FrozenLake - rLLM

A multi-turn agent flow that trains a model to navigate procedurally-generated FrozenLake puzzles via the AgentFlow protocol. This is the cookbook to copy if your agent drives a Gym-style environment.

Pattern

Aspect	Value
Loop shape	Multi-turn (up to `max_steps` per puzzle)
Tools	None — the gym env IS the action space (`Up`/`Down`/`Left`/`Right`)
State	Per-task: a freshly-seeded `gymnasium.make("FrozenLake-v1", desc=…)`
Termination	Goal reached, hole reached, or `max_steps` exhausted
Reward shape	Per-task scalar — `1.0` if won, `0.0` otherwise

Architecture

AgentFlow.run(task, config)
  │
  ├── generate_random_map(seed, size, p)          # deterministic, in-process
  ├── env = gymnasium.make("FrozenLake-v1", …)
  └── Multi-turn loop (up to max_steps turns)
        │
        ├── client.chat.completions.create(...)   # render grid as text, ask for action
        ├── parse_action() → env.step(action)
        └── repeat until terminated / truncated / max_steps
  │
  └── episode.artifacts = {"won": bool, "turns": int, "last_action": str}

The cookbook is fully self-contained — there’s no dependency on rllm.environments. The map is regenerated deterministically from (seed, size, p) every time the flow runs, so the dataset stores only those parameters.

Install

uv pip install -e ".[tinker]"                          # rllm + tinker backend
uv pip install --no-deps -e cookbooks/frozenlake       # this cookbook (gymnasium pulled in transitively)
rllm agent list                                        # should show "frozenlake"

Dataset

Procedurally generated — no download.
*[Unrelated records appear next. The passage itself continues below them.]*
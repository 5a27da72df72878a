//! # Values
//!
//! A [`Value`] is one typed datum of the target: an address, a type descriptor
//! and, once loaded, its content. Values are produced unloaded (by
//! [`Value::new`], member and element access, or dereference) and materialized
//! by [`Value::load`] under a [`LoadConfig`] budget.
//!
//! ## Partial failure
//!
//! Reading can fail anywhere in a tree. Failures are recorded on the narrowest
//! value in its sticky `unreadable` field; siblings keep loading. A value with
//! `unreadable` set is never read again, and neither are its descendants.
//!
//! ## Shape of children
//!
//! | Kind | Children |
//! |------|----------|
//! | Pointer | exactly one: the pointee |
//! | Array, Slice | elements |
//! | Struct | fields in declaration order |
//! | Map | keys and values interleaved |
//! | Interface | one: the concrete value |
//! | Chan | the fields of the runtime channel record |
//! | Func | captured variables of a closure |
//!
//! [`LoadConfig`]: crate::config::LoadConfig

mod access;
mod chan;
mod func;
mod interface;
mod load;
mod map;
mod new;
mod register;
mod time;
mod write;

use std::borrow::Cow;
use std::fmt;
use std::sync::Arc;

use bitflags::bitflags;

pub use interface::InterfaceParts;

use crate::error::{Result, VardigError};
use crate::memory::SharedMemory;
use crate::program::DebugInfo;
use crate::typeinfo::TypeRef;
use crate::types::{Address, DwarfRegister};

/// Read errors tolerated while loading the elements of one array, slice, map
/// or struct before the rest is left unloaded.
pub const MAX_ERR_COUNT: usize = 3;

/// Largest element stride for which array contents are prefetched in one read.
pub const MAX_ARRAY_STRIDE_PREFETCH: i64 = 1024;

/// Closed classification of a value's shape.
#[derive(Debug, Clone, Copy, PartialEq, Eq, Hash, Default)]
pub enum Kind
{
    /// No usable shape (void, unspecified, or an unmapped descriptor).
    #[default]
    Invalid,
    /// Boolean.
    Bool,
    /// Signed integer, including foreign `char` and `unsigned char`.
    Int,
    /// Unsigned integer.
    Uint,
    /// IEEE float.
    Float,
    /// Complex number.
    Complex,
    /// Native string or foreign character pointer.
    String,
    /// Pointer.
    Pointer,
    /// Slice.
    Slice,
    /// Fixed-size array.
    Array,
    /// Struct.
    Struct,
    /// Map.
    Map,
    /// Interface.
    Interface,
    /// Channel.
    Chan,
    /// Function value or closure.
    Func,
}

impl fmt::Display for Kind
{
    fn fmt(&self, f: &mut fmt::Formatter<'_>) -> fmt::Result
    {
        let name = match self {
            Kind::Invalid => "invalid",
            Kind::Bool => "bool",
            Kind::Int => "int",
            Kind::Uint => "uint",
            Kind::Float => "float64",
            Kind::Complex => "complex128",
            Kind::String => "string",
            Kind::Pointer => "ptr",
            Kind::Slice => "slice",
            Kind::Array => "array",
            Kind::Struct => "struct",
            Kind::Map => "map",
            Kind::Interface => "interface",
            Kind::Chan => "chan",
            Kind::Func => "func",
        };
        f.write_str(name)
    }
}

bitflags! {
    /// Properties of a value that are not part of its type.
    #[derive(Debug, Clone, Copy, PartialEq, Eq, Hash, Default)]
    pub struct ValueFlags: u16 {
        /// Local variable that escaped to the heap; only its address lives on the stack.
        const ESCAPED = 1 << 0;
        /// Shadowed by a variable with the same name in an inner scope.
        const SHADOWED = 1 << 1;
        /// Constant, not backed by memory.
        const CONSTANT = 1 << 2;
        /// Function argument.
        const ARGUMENT = 1 << 3;
        /// Function return value.
        const RETURN_ARGUMENT = 1 << 4;
        /// The address is fake (register-backed) or may no longer be valid.
        const FAKE_ADDRESS = 1 << 5;
        /// Foreign (C) pointer.
        const C_PTR = 1 << 6;
        /// A CPU register.
        const CPU_REGISTER = 1 << 7;
        /// Load every element, ignoring `max_array_values`.
        const TRUST_LEN = 1 << 8;
    }
}

/// Special float values.
#[derive(Debug, Clone, Copy, PartialEq, Eq, Default)]
pub enum FloatSpecial
{
    /// A finite number.
    #[default]
    Normal,
    /// NaN.
    NaN,
    /// +Inf.
    PosInf,
    /// -Inf.
    NegInf,
}

impl FloatSpecial
{
    /// Classify `f`.
    pub fn classify(f: f64) -> Self
    {
        if f.is_nan() {
            FloatSpecial::NaN
        } else if f == f64::INFINITY {
            FloatSpecial::PosInf
        } else if f == f64::NEG_INFINITY {
            FloatSpecial::NegInf
        } else {
            FloatSpecial::Normal
        }
    }
}

/// Scalar content of a loaded value.
#[derive(Debug, Clone, PartialEq)]
pub enum Scalar
{
    /// Boolean.
    Bool(bool),
    /// Signed integer.
    Int(i64),
    /// Unsigned integer (pointers hold their target address here).
    Uint(u64),
    /// Float.
    Float(f64),
    /// Complex number.
    Complex
    {
        /// Real part.
        re: f64,
        /// Imaginary part.
        im: f64,
    },
    /// String bytes, possibly truncated by the load budget.
    Str(Vec<u8>),
}

impl Scalar
{
    /// String scalar from text.
    pub fn string(s: impl Into<String>) -> Self
    {
        Scalar::Str(s.into().into_bytes())
    }

    /// Integer view (floats truncate, booleans and strings have none).
    pub fn as_i64(&self) -> Option<i64>
    {
        match *self {
            Scalar::Int(n) => Some(n),
            Scalar::Uint(n) => Some(n as i64),
            Scalar::Float(f) => Some(f as i64),
            _ => None,
        }
    }

    /// Unsigned integer view.
    pub fn as_u64(&self) -> Option<u64>
    {
        match *self {
            Scalar::Int(n) => Some(n as u64),
            Scalar::Uint(n) => Some(n),
            Scalar::Float(f) => Some(f as u64),
            _ => None,
        }
    }

    /// Float view.
    pub fn as_f64(&self) -> Option<f64>
    {
        match *self {
            Scalar::Int(n) => Some(n as f64),
            Scalar::Uint(n) => Some(n as f64),
            Scalar::Float(f) => Some(f),
            _ => None,
        }
    }

    /// Complex view; real scalars have a zero imaginary part.
    pub fn as_complex(&self) -> Option<(f64, f64)>
    {
        match *self {
            Scalar::Complex { re, im } => Some((re, im)),
            _ => self.as_f64().map(|re| (re, 0.0)),
        }
    }

    /// Boolean view.
    pub fn as_bool(&self) -> Option<bool>
    {
        match *self {
            Scalar::Bool(b) => Some(b),
            _ => None,
        }
    }

    /// String view, lossily decoded.
    pub fn as_str(&self) -> Option<Cow<'_, str>>
    {
        match self {
            Scalar::Str(bytes) => Some(String::from_utf8_lossy(bytes)),
            _ => None,
        }
    }
}

impl fmt::Display for Scalar
{
    fn fmt(&self, f: &mut fmt::Formatter<'_>) -> fmt::Result
    {
        match self {
            Scalar::Bool(b) => write!(f, "{b}"),
            Scalar::Int(n) => write!(f, "{n}"),
            Scalar::Uint(n) => write!(f, "{n}"),
            Scalar::Float(x) => write!(f, "{x}"),
            Scalar::Complex { re, im } => write!(f, "({re} + {im}i)"),
            Scalar::Str(bytes) => write!(f, "{:?}", String::from_utf8_lossy(bytes)),
        }
    }
}

/// One occurrence of a typed datum in target memory.
#[derive(Clone, Default)]
pub struct Value
{
    /// Name (variable, field or synthetic name; may be empty).
    pub name: String,
    /// Address of the datum; zero for nil or unknown.
    pub addr: Address,
    /// Only the address is meaningful; the content was not requested.
    pub only_addr: bool,
    /// Declared type.
    pub dwarf_type: Option<TypeRef>,
    /// Declared type with typedef layers stripped (possibly retyped, e.g. for channels).
    pub real_type: Option<TypeRef>,
    /// Shape.
    pub kind: Kind,
    /// Scalar content once loaded.
    pub value: Option<Scalar>,
    /// NaN/Inf classification of float values.
    pub float_special: FloatSpecial,
    /// Length: elements of arrays, slices, strings, maps and channels, fields
    /// of structs and captured variables of closures.
    pub len: i64,
    /// Capacity of slices.
    pub cap: i64,
    /// Non-type properties.
    pub flags: ValueFlags,
    /// Base address of arrays, slice backing arrays and string bytes; address
    /// of the runtime record of maps and channels; entry point of functions.
    pub base: Address,
    /// Sub-values.
    pub children: Vec<Value>,
    /// Sticky read failure.
    pub unreadable: Option<VardigError>,
    /// Number of map entries to skip when loading (paging cursor).
    pub map_skip: usize,

    pub(crate) stride: i64,
    pub(crate) field_type: Option<TypeRef>,
    pub(crate) closure_addr: Address,
    pub(crate) reg: Option<DwarfRegister>,
    pub(crate) loaded: bool,
    pub(crate) mem: Option<SharedMemory>,
    pub(crate) info: Option<Arc<dyn DebugInfo>>,
}

impl fmt::Debug for Value
{
    fn fmt(&self, f: &mut fmt::Formatter<'_>) -> fmt::Result
    {
        f.debug_struct("Value")
            .field("name", &self.name)
            .field("addr", &self.addr)
            .field("type", &self.type_string())
            .field("kind", &self.kind)
            .field("value", &self.value)
            .field("len", &self.len)
            .field("cap", &self.cap)
            .field("base", &self.base)
            .field("flags", &self.flags)
            .field("only_addr", &self.only_addr)
            .field("loaded", &self.loaded)
            .field("unreadable", &self.unreadable)
            .field("children", &self.children)
            .finish()
    }
}

impl Value
{
    /// `true` once the loader has run on this value.
    pub fn is_loaded(&self) -> bool
    {
        self.loaded
    }

    /// The memory accessor this value reads from.
    pub fn memory(&self) -> Result<SharedMemory>
    {
        self.mem
            .clone()
            .ok_or_else(|| VardigError::Runtime(format!("{} has no backing memory", self.display_name())))
    }

    /// Debug metadata this value was built from.
    pub fn debug_info(&self) -> Result<Arc<dyn DebugInfo>>
    {
        self.info
            .clone()
            .ok_or_else(|| VardigError::Runtime(format!("{} has no debug information", self.display_name())))
    }

    pub(crate) fn ptr_size(&self) -> i64
    {
        self.info.as_ref().map_or(8, |info| info.ptr_size())
    }

    /// Element stride of arrays, slices and foreign pointers.
    pub fn stride(&self) -> i64
    {
        self.stride
    }

    /// Element type of arrays, slices, strings and foreign pointers.
    pub fn field_type(&self) -> Option<&TypeRef>
    {
        self.field_type.as_ref()
    }

    /// Address of the function-value record of a closure (0 for plain functions).
    pub fn closure_addr(&self) -> Address
    {
        self.closure_addr
    }

    /// `true` for the untyped `nil` literal.
    pub fn is_nil_literal(&self) -> bool
    {
        self.dwarf_type.is_none() && self.kind == Kind::Pointer && self.name == "nil"
    }

    fn display_name(&self) -> Cow<'_, str>
    {
        if !self.name.is_empty() {
            return Cow::Borrowed(&self.name);
        }
        Cow::Owned(self.type_string())
    }

    /// Rendering of the value's type.
    pub fn type_string(&self) -> String
    {
        if self.is_nil_literal() {
            return "nil".into();
        }
        let Some(ty) = &self.dwarf_type else {
            return self.kind.to_string();
        };
        if !ty.name.is_empty() {
            return ty.name.clone();
        }
        let rendered = ty.to_string();
        if rendered == "*void" && !ty.foreign {
            return "unsafe.Pointer".into();
        }
        rendered
    }

    /// Loaded string content, if this is a loaded string.
    pub fn string_value(&self) -> Option<Cow<'_, str>>
    {
        self.value.as_ref().and_then(Scalar::as_str)
    }

    /// `true` if a string was cut short by the load budget.
    pub fn is_truncated(&self) -> bool
    {
        match &self.value {
            Some(Scalar::Str(bytes)) => (bytes.len() as i64) < self.len,
            _ => false,
        }
    }

    /// Describe an integer value by the named constants of its type.
    pub fn const_descr(&self) -> Option<String>
    {
        if self.flags.contains(ValueFlags::CONSTANT) {
            return None;
        }
        let info = self.info.as_ref()?;
        let ty = self.dwarf_type.as_ref()?;
        let table = info.constants(ty)?;
        // Only user defined types: a plain int equal to 1 is not io.SeekCurrent.
        if !ty.name.contains('.') || ty.name.starts_with("C.") {
            return None;
        }
        match self.kind {
            Kind::Int | Kind::Uint => table.describe(self.value.as_ref()?.as_i64()?),
            _ => None,
        }
    }
}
Run once:

python cookbooks/frozenlake/prepare_data.py
# Or with custom sizes:
python cookbooks/frozenlake/prepare_data.py --train-size 5000 --test-size 200 --slippery

Registers frozenlake/{train, test} with DatasetRegistry.

Eval

rllm eval frozenlake \
    --agent frozenlake \
    --evaluator frozenlake \
    --model Qwen/Qwen3-4B-Instruct-2507 \
    --base-url http://localhost:8000/v1 \
    --split test \
    --max-examples 20

Training

# Single-machine LoRA (tinker)
bash cookbooks/frozenlake/train_tinker.sh

# Distributed multi-GPU (verl)
bash cookbooks/frozenlake/train_verl.sh

Or via the CLI with default knobs:

rllm train frozenlake \
    --agent frozenlake \
    --evaluator frozenlake \
    --model Qwen/Qwen3-4B-Instruct-2507 \
    --group-size 8 \
    --batch-size 32 \
    --lora-rank 32

Key code

The flow body is straightforward — drive env.step with whatever the model emits in triple-backticks:

@rllm.rollout(name="frozenlake")
async def frozenlake_flow(task: Task, config: AgentConfig) -> Episode:
    meta = task.metadata or {}
    desc = generate_random_map(size=meta["size"], p=meta["p"], seed=meta["seed"])
    env = gym.make("FrozenLake-v1", desc=desc, is_slippery=meta["is_slippery"])
    env.reset(seed=meta["seed"])

    client = AsyncOpenAI(base_url=config.base_url, api_key="EMPTY")
    messages = [
        {"role": "system", "content": SYSTEM_PROMPT},
        {"role": "user", "content": render_first_turn(env, max_turns)},
    ]

    steps, won = [], False
    for turn in range(max_turns):
        resp = await client.chat.completions.create(model=config.model, messages=messages, ...)
        content = resp.choices[0].message.content or ""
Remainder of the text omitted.